I love bits and bobs of his other 80s records nearly as much, but it'd read more like a mixtape than an albums list.
Somewhere In Time has the most - the title track and "Deja Vu" are scintillating blasts from that OG metal/punk machine, "Sea of Madness" is simultaneously one of their oddest, most melodic, yet hardest-hitting tunes; and "Stranger In A Strange Land" is supremely panoramic and moody, with the interplay of Bruce's yearning choruses and Harris's soldiering bass clank.
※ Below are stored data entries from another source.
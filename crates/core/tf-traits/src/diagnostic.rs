//! Diagnostic sinks for per-event processing failures.

use parking_lot::Mutex;
use tf_error::TfError;
use tf_types::Event;
use tracing::error;

/// Receives failures that processors isolate at event granularity.
///
/// Processors never raise per-event failures to their caller; they report
/// them here and carry on with the rest of the batch.
pub trait DiagnosticSink: Send + Sync {
    /// Called once for each event whose processing stopped on an error.
    ///
    /// # Arguments
    ///
    /// * `position` - Index of the event within its batch
    /// * `event` - The event, in whatever state it reached
    /// * `error` - Why processing stopped
    fn event_failed(&self, position: usize, event: &Event, error: &TfError);
}

/// Sink that logs failures through `tracing`.
#[derive(Debug, Default, Clone, Copy)]
pub struct TracingSink;

impl DiagnosticSink for TracingSink {
    fn event_failed(&self, position: usize, event: &Event, error: &TfError) {
        error!(
            position,
            error = %error,
            event = ?event,
            "There was an error while processing event"
        );
    }
}

/// A failure captured by [`CollectingSink`].
#[derive(Debug, Clone, PartialEq)]
pub struct RecordedFailure {
    /// Index of the event within its batch
    pub position: usize,

    /// Rendered error message
    pub message: String,

    /// Snapshot of the event at failure time
    pub event: Event,
}

/// Sink that keeps failures in memory.
///
/// Useful for tests and for callers that want to route failed events
/// somewhere other than the log.
#[derive(Debug, Default)]
pub struct CollectingSink {
    failures: Mutex<Vec<RecordedFailure>>,
}

impl CollectingSink {
    /// Creates an empty sink.
    pub fn new() -> Self {
        Self::default()
    }

    /// Returns the failures recorded so far, ordered by position.
    pub fn failures(&self) -> Vec<RecordedFailure> {
        let mut failures = self.failures.lock().clone();
        failures.sort_by_key(|f| f.position);
        failures
    }

    /// Number of failures recorded so far.
    pub fn len(&self) -> usize {
        self.failures.lock().len()
    }

    /// Returns true if nothing has failed.
    pub fn is_empty(&self) -> bool {
        self.failures.lock().is_empty()
    }
}

impl DiagnosticSink for CollectingSink {
    fn event_failed(&self, position: usize, event: &Event, error: &TfError) {
        self.failures.lock().push(RecordedFailure {
            position,
            message: error.to_string(),
            event: event.clone(),
        });
    }
}
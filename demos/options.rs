//! Command-line plumbing for the demo binaries: `getopts`-based argument
//! parsing and `env_logger` setup, in the same shape the upstream
//! `examples/utils.rs` provided (that file wasn't part of the tree this
//! crate was built from, so this is a small fresh replacement rather than
//! an adaptation of it).

use getopts::Options;

pub struct Opts {
    pub help: bool,
    pub port: u16,
    pub log_level: String,
    pub lines: Vec<String>,
}

pub fn usage() -> String {
    let mut opts = Options::new();
    add_options(&mut opts);
    opts.usage("Usage: echo-server [options] [LINE]...")
}

fn add_options(opts: &mut Options) {
    opts.optflag("h", "help", "print this help menu");
    opts.optopt("p", "port", "TCP port to listen on (default 7)", "PORT");
    opts.optopt("v", "log-level", "log level: error|warn|info|debug|trace (default warn)", "LEVEL");
}

pub fn parse(args: impl Iterator<Item = String>) -> Result<Opts, String> {
    let mut opts = Options::new();
    add_options(&mut opts);
    let matches = opts.parse(args).map_err(|e| e.to_string())?;

    let port = match matches.opt_str("port") {
        Some(s) => s.parse::<u16>().map_err(|_| format!("invalid port {s:?}"))?,
        None => 7,
    };
    let log_level = matches.opt_str("log-level").unwrap_or_else(|| "warn".into());
    let lines = if matches.free.is_empty() {
        vec!["hello".into(), "world".into()]
    } else {
        matches.free.clone()
    };

    Ok(Opts { help: matches.opt_present("help"), port, log_level, lines })
}

pub fn setup_logging(level: &str) {
    env_logger::Builder::new().parse_filters(level).format_timestamp(None).init();
}
//! Frame-building helpers shared by the integration tests. Every test drives
//! a `Stack<Loopback, _>` end to end: inject raw bytes, call a `poll_*`
//! method, and inspect whatever `Loopback` captured.

use tapip::wire::tcp::Flags as TcpFlags;
use tapip::wire::{
    ArpOperation, ArpPacket, ArpRepr, EthernetAddress, EthernetFrame, EthernetProtocol,
    Icmpv4Message, Icmpv4Packet, IpProtocol, Ipv4Address, Ipv4Cidr, Ipv4Packet, TcpPacket,
    TcpSeqNumber, UdpPacket, ARP_HEADER_LEN, ETHERNET_HEADER_LEN, IPV4_HEADER_LEN, TCP_HEADER_LEN,
    TCP_MSS_OPTION_LEN, UDP_HEADER_LEN,
};
use tapip::{HostConfig, Stack, TcpSlot, TcpSockets, UdpSlot, UdpSockets};

pub const HOST_MAC: EthernetAddress = EthernetAddress([0x02, 0x00, 0x00, 0x00, 0x00, 0x01]);
pub const HOST_IP: Ipv4Address = Ipv4Address::new(10, 0, 0, 1);
pub const PEER_MAC: EthernetAddress = EthernetAddress([0x02, 0x00, 0x00, 0x00, 0x00, 0x02]);
pub const PEER_IP: Ipv4Address = Ipv4Address::new(10, 0, 0, 2);

pub const MAX_FRAME_LEN: usize = tapip::iface::MAX_FRAME_LEN;

pub fn host_config() -> HostConfig {
    HostConfig::new(Ipv4Cidr::new(HOST_IP, 24), HOST_MAC, MAX_FRAME_LEN)
}

pub type TestStack<'a> = Stack<'a, tapip::Loopback, ()>;

pub fn new_stack<'a>(
    tcp_listen: &'a mut [u16],
    tcp_slots: &'a mut [TcpSlot<()>],
    udp_slots: &'a mut [UdpSlot<()>],
) -> TestStack<'a> {
    let tcp = TcpSockets::new(&mut tcp_listen[..], &mut tcp_slots[..]);
    let udp = UdpSockets::new(&mut udp_slots[..]);
    Stack::new(tapip::Loopback::new(), host_config(), tcp, udp)
}

fn eth_ip_frame(
    src_mac: EthernetAddress,
    dst_mac: EthernetAddress,
    src_ip: Ipv4Address,
    dst_ip: Ipv4Address,
    protocol: IpProtocol,
    payload_len: usize,
    fill: impl FnOnce(&mut [u8]),
) -> Vec<u8> {
    let total = ETHERNET_HEADER_LEN + IPV4_HEADER_LEN + payload_len;
    let mut buf = vec![0u8; total];
    {
        let mut eth = EthernetFrame::new_unchecked(&mut buf[..]);
        eth.set_dst_addr(dst_mac);
        eth.set_src_addr(src_mac);
        eth.set_ethertype(EthernetProtocol::Ipv4);

        let mut ip = Ipv4Packet::new_unchecked(eth.payload_mut());
        ip.set_version(4);
        ip.set_header_len(IPV4_HEADER_LEN);
        ip.set_dscp(0);
        ip.set_total_len(IPV4_HEADER_LEN + payload_len);
        ip.set_ident(0);
        ip.set_flags_frag_offset(false, false, 0);
        ip.set_ttl(64);
        ip.set_protocol(protocol);
        ip.set_src_addr(src_ip);
        ip.set_dst_addr(dst_ip);
        fill(ip.payload_mut());
        ip.fill_checksum();
    }
    buf
}

pub fn arp_request(sender_mac: EthernetAddress, sender_ip: Ipv4Address, target_ip: Ipv4Address) -> Vec<u8> {
    let total = ETHERNET_HEADER_LEN + ARP_HEADER_LEN;
    let mut buf = vec![0u8; total];
    let mut eth = EthernetFrame::new_unchecked(&mut buf[..]);
    eth.set_dst_addr(EthernetAddress::BROADCAST);
    eth.set_src_addr(sender_mac);
    eth.set_ethertype(EthernetProtocol::Arp);
    let mut packet = ArpPacket::new_unchecked(eth.payload_mut());
    ArpRepr {
        operation: ArpOperation::Request,
        source_hardware_addr: sender_mac,
        source_protocol_addr: sender_ip,
        target_hardware_addr: EthernetAddress::default(),
        target_protocol_addr: target_ip,
    }
    .emit(&mut packet);
    buf
}

pub fn arp_reply(
    sender_mac: EthernetAddress,
    sender_ip: Ipv4Address,
    target_mac: EthernetAddress,
    target_ip: Ipv4Address,
) -> Vec<u8> {
    let total = ETHERNET_HEADER_LEN + ARP_HEADER_LEN;
    let mut buf = vec![0u8; total];
    let mut eth = EthernetFrame::new_unchecked(&mut buf[..]);
    eth.set_dst_addr(target_mac);
    eth.set_src_addr(sender_mac);
    eth.set_ethertype(EthernetProtocol::Arp);
    let mut packet = ArpPacket::new_unchecked(eth.payload_mut());
    ArpRepr {
        operation: ArpOperation::Reply,
        source_hardware_addr: sender_mac,
        source_protocol_addr: sender_ip,
        target_hardware_addr: target_mac,
        target_protocol_addr: target_ip,
    }
    .emit(&mut packet);
    buf
}

pub fn icmp_echo_request(
    src_mac: EthernetAddress,
    dst_mac: EthernetAddress,
    src_ip: Ipv4Address,
    dst_ip: Ipv4Address,
    ident: u16,
    seq_no: u16,
    data: &[u8],
) -> Vec<u8> {
    let icmp_len = 8 + data.len();
    eth_ip_frame(src_mac, dst_mac, src_ip, dst_ip, IpProtocol::Icmp, icmp_len, |payload| {
        let mut icmp = Icmpv4Packet::new_unchecked(payload);
        icmp.set_msg_type(Icmpv4Message::EchoRequest);
        icmp.set_msg_code(0);
        icmp.set_echo_ident(ident);
        icmp.set_echo_seq_no(seq_no);
        icmp.payload_mut().copy_from_slice(data);
        icmp.fill_checksum();
    })
}

#[allow(clippy::too_many_arguments)]
pub fn tcp_segment(
    src_mac: EthernetAddress,
    dst_mac: EthernetAddress,
    src_ip: Ipv4Address,
    dst_ip: Ipv4Address,
    src_port: u16,
    dst_port: u16,
    seq: u32,
    ack: u32,
    flags: TcpFlags,
    window: u16,
    mss_option: Option<u16>,
    payload: &[u8],
) -> Vec<u8> {
    let header_len = TCP_HEADER_LEN + if mss_option.is_some() { TCP_MSS_OPTION_LEN } else { 0 };
    let tcp_len = header_len + payload.len();
    eth_ip_frame(src_mac, dst_mac, src_ip, dst_ip, IpProtocol::Tcp, tcp_len, |ip_payload| {
        let mut tcp = TcpPacket::new_unchecked(ip_payload);
        tcp.set_src_port(src_port);
        tcp.set_dst_port(dst_port);
        tcp.set_seq_number(TcpSeqNumber(seq));
        tcp.set_ack_number(TcpSeqNumber(ack));
        tcp.set_header_len(header_len);
        tcp.set_flags(flags);
        tcp.set_window_len(window);
        tcp.set_urgent_at(0);
        if let Some(mss) = mss_option {
            tcp.set_mss_option(mss);
        }
        tcp.payload_mut()[..payload.len()].copy_from_slice(payload);
        tcp.fill_checksum_v4(src_ip, dst_ip);
    })
}

pub fn udp_datagram(
    src_mac: EthernetAddress,
    dst_mac: EthernetAddress,
    src_ip: Ipv4Address,
    dst_ip: Ipv4Address,
    src_port: u16,
    dst_port: u16,
    payload: &[u8],
) -> Vec<u8> {
    let udp_len = UDP_HEADER_LEN + payload.len();
    eth_ip_frame(src_mac, dst_mac, src_ip, dst_ip, IpProtocol::Udp, udp_len, |ip_payload| {
        let mut udp = UdpPacket::new_unchecked(ip_payload);
        udp.set_src_port(src_port);
        udp.set_dst_port(dst_port);
        udp.set_len(udp_len as u16);
        udp.payload_mut().copy_from_slice(payload);
        udp.fill_checksum_v4(src_ip, dst_ip);
    })
}
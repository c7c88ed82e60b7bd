//! Stateful connection tables: TCP and UDP slots.

pub mod tcp;
pub mod udp;

pub use tcp::{CloseReason as TcpCloseReason, State as TcpState, TcpSlot, TcpSockets};
pub use udp::{UdpSlot, UdpSockets};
No Prayer and FOTD don't score as highly with me, though the latter has scattered gems in "Judas Be My Guide" and the title track, which deservedly became a legendary live track. "Be Quick Or Be Dead..." for all its detonating album-opening power, I've always thought Bruce's Bon Scott impersonation poisoned it a bit. A good if rough listen. Fond memories of moving to England ca 2000, going into a random Subway, and sitting there eating a tuna sammich with it blasting over the in-store radio; absolutely surreal, having grown up in a place that legally couldn't play Maiden by religious decree.
I dig quite a bit of
The X-Factor's heavier tunes, particularly "Blood On The World's Hands" - absolutely crushing riffs. Just as much of it and its followup though, I've no interest in. Not a Blaze hater, he came in at a rough time for them. Of their collective 90s output, I'll rep Bruce's
The Chemical Wedding (with Adrian Smith and the criminally under-loved axeman/producer Roy Z) as the greatest by far. I enjoy quite a bit of the post-reunion stuff, particularly AMOLAD ("Lord of Light" is on my top 10, such dark intensity), but TCW's incendiary shot of Baroque majesty and roaring horsepower gives any Maiden record a hard run.
"ARISE! AWAKE!"
That guttural opening riff, man... like being hit with a ton of chocolate bricks.
Its bookends
Accident of Birth and
Tyranny of Souls feature much of the same personnel, and comparable quality, but TCW's the essential by far.
TDLR: S/T, Killers, Seventh Son, and a whole lot of regret for stopping at three, also sub in TCW if that's allowed.